### MATERIAL FOR THIS EXERCISE:
------------------------------------------------
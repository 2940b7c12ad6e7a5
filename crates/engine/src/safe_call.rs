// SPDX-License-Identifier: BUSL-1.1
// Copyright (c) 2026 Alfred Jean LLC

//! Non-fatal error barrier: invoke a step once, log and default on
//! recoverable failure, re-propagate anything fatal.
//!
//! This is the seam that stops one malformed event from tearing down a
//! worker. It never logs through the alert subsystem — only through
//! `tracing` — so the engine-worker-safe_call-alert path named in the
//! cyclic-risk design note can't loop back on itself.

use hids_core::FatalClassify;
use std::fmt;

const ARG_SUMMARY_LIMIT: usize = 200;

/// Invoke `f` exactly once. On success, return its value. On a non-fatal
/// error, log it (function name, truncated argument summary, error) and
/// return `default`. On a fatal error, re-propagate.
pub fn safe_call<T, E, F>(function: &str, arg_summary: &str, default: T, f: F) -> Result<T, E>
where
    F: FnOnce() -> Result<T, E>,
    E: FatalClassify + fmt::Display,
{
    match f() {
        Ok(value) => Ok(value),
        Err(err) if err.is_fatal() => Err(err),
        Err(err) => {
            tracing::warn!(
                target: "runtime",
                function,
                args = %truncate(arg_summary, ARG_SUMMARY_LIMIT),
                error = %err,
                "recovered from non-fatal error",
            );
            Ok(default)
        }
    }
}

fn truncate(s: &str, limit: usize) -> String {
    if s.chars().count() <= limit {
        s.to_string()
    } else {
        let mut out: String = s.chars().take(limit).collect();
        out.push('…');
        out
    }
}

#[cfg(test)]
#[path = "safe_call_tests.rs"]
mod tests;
------------------------------------------------
### BRIEF:
Everything in the records above should be written out again exactly.

### REPLY TO THE EXERCISE:
repository 2940b7c12ad6e7a5
filename crates/engine/src/safe_call.rs
// SPDX-License-Identifier: BUSL-1.1
// Copyright (c) 2026 Alfred Jean LLC

//! Non-fatal error barrier: invoke a step once, log and default on
//! recoverable failure, re-propagate anything fatal.
//!
//! This is the seam that stops one malformed event from tearing down a
//! worker. It never logs through the alert subsystem — only through
//! `tracing` — so the engine-worker-safe_call-alert path named in the
//! cyclic-risk design note can't loop back on itself.

use hids_core::FatalClassify;
use std::fmt;

const ARG_SUMMARY_LIMIT: usize = 200;

/// Invoke `f` exactly once. On success, return its value. On a non-fatal
/// error, log it (function name, truncated argument summary, error) and
/// return `default`. On a fatal error, re-propagate.
pub fn safe_call<T, E, F>(function: &str, arg_summary: &str, default: T, f: F) -> Result<T, E>
where
    F: FnOnce() -> Result<T, E>,
    E: FatalClassify + fmt::Display,
{
    match f() {
        Ok(value) => Ok(value),
        Err(err) if err.is_fatal() => Err(err),
        Err(err) => {
            tracing::warn!(
                target: "runtime",
                function,
                args = %truncate(arg_summary, ARG_SUMMARY_LIMIT),
                error = %err,
                "recovered from non-fatal error",
            );
            Ok(default)
        }
    }
}

fn truncate(s: &str, limit: usize) -> String {
    if s.chars().count() <= limit {
        s.to_string()
    } else {
        let mut out: String = s.chars().take(limit).collect();
        out.push('…');
        out
    }
}

#[cfg(test)]
#[path = "safe_call_tests.rs"]
mod tests;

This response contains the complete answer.